3.3. The drug release profile of EMs

The drug release profile is a critical factor affecting the drug release process of EM in vivo. Thus, we investigated the in vitro drug release profile of EM-Dox. To simulate the endolysosomal compartment interior environment and normal physiological environment, the release profile of EM-Dox in PBS dialysate at pH 5.5 or 7.4 was determined (Figure 3(D)). After 48 h, approximately 80% of doxorubicin was released at pH 5.5. In comparison, only 60% of doxorubicin was released at pH 7.4. The results showed that the acidic environment could protonate doxorubicin and thus accelerate the release of doxorubicin. The drug release profile results indicate that the release of EM-Dox is triggered by the acidic environment (lysosomes of cancer cells), which proves the promising antitumor properties of EM-Dox.
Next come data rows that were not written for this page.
use std::fmt;

use crate::accounts::DecodeError;

/// Top-level failure of a run, carrying its process exit code
#[derive(Debug)]
pub enum ChatpilotError {
    /// Flags, environment or account bundle are unusable (exit code 2)
    InvalidConfiguration(String),
    /// WebDriver could not be started or reached (exit code 4)
    WebDriverFailed(String),
    /// Operation timeout (exit code 5)
    Timeout(String),
    /// Generic error (exit code 1)
    Other(anyhow::Error),
}

impl ChatpilotError {
    /// Get the exit code for this error
    pub fn exit_code(&self) -> i32 {
        match self {
            ChatpilotError::InvalidConfiguration(_) => 2,
            ChatpilotError::WebDriverFailed(_) => 4,
            ChatpilotError::Timeout(_) => 5,
            ChatpilotError::Other(_) => 1,
        }
    }
}

impl fmt::Display for ChatpilotError {
    fn fmt(&self, f: &mut fmt::Formatter<'_>) -> fmt::Result {
        match self {
            ChatpilotError::InvalidConfiguration(msg) => {
                write!(f, "Invalid configuration: {}", msg)
            }
            ChatpilotError::WebDriverFailed(msg) => {
                write!(f, "WebDriver connection failed: {}", msg)
            }
            ChatpilotError::Timeout(msg) => {
                write!(f, "Operation timed out: {}", msg)
            }
            ChatpilotError::Other(err) => write!(f, "{:#}", err),
        }
    }
}

impl std::error::Error for ChatpilotError {
    fn source(&self) -> Option<&(dyn std::error::Error + 'static)> {
        match self {
            ChatpilotError::Other(err) => Some(err.as_ref()),
            _ => None,
        }
    }
}

impl From<DecodeError> for ChatpilotError {
    fn from(err: DecodeError) -> Self {
        ChatpilotError::InvalidConfiguration(err.to_string())
    }
}

impl From<anyhow::Error> for ChatpilotError {
    fn from(err: anyhow::Error) -> Self {
        // Already classified somewhere down the stack
        let err = match err.downcast::<ChatpilotError>() {
            Ok(classified) => return classified,
            Err(err) => err,
        };
        if let Some(decode) = err.downcast_ref::<DecodeError>() {
            return ChatpilotError::InvalidConfiguration(decode.to_string());
        }

        // Fall back to the error message, including its context chain
        let msg = format!("{:#}", err);
        let lower = msg.to_lowercase();

        if lower.contains("webdriver") || lower.contains("chromedriver") {
            ChatpilotError::WebDriverFailed(msg)
        } else if lower.contains("timeout") || lower.contains("timed out") {
            ChatpilotError::Timeout(msg)
        } else {
            ChatpilotError::Other(err)
        }
    }
}

#[cfg(test)]
#[path = "errors_test.rs"]
mod errors_test;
3.4. Stability of nanosystem

We determined the effect of different storage temperatures on the size of EM-Dox. The peak values of EM-Dox size distribution after storage at 4 °C and room temperature for 7 days were 199 ± 5.8 nm and 218.8 ± 16.1 nm, respectively (Figure 4(A,B)). The size of EM-Dox stored at 4 °C and room temperature changed. In contrast, the size of EM-Dox stored at room temperature became larger (Figure 4(C)). Next, we compared the effect of storage conditions on the charge density distribution around EM-Dox. The average zeta potential of freshly prepared EM-Dox was –13.5 ± 0.4 mV. After storage at room temperature and 4 °C, the zeta potential of EM-Dox showed a downward trend, and the decrease was more obvious at room temperature (Figure 4(D)). At the same time, we measured the doxorubicin leakage rate of EM-Dox at room temperature and at 4 °C. The results showed that the leakage rate of the drug at room temperature was significantly higher than that at 4 °C (Figure 4(E)). These experiments prove that the nanosystem in this study has good stability at low temperature.

Figure 4.

Figure 4.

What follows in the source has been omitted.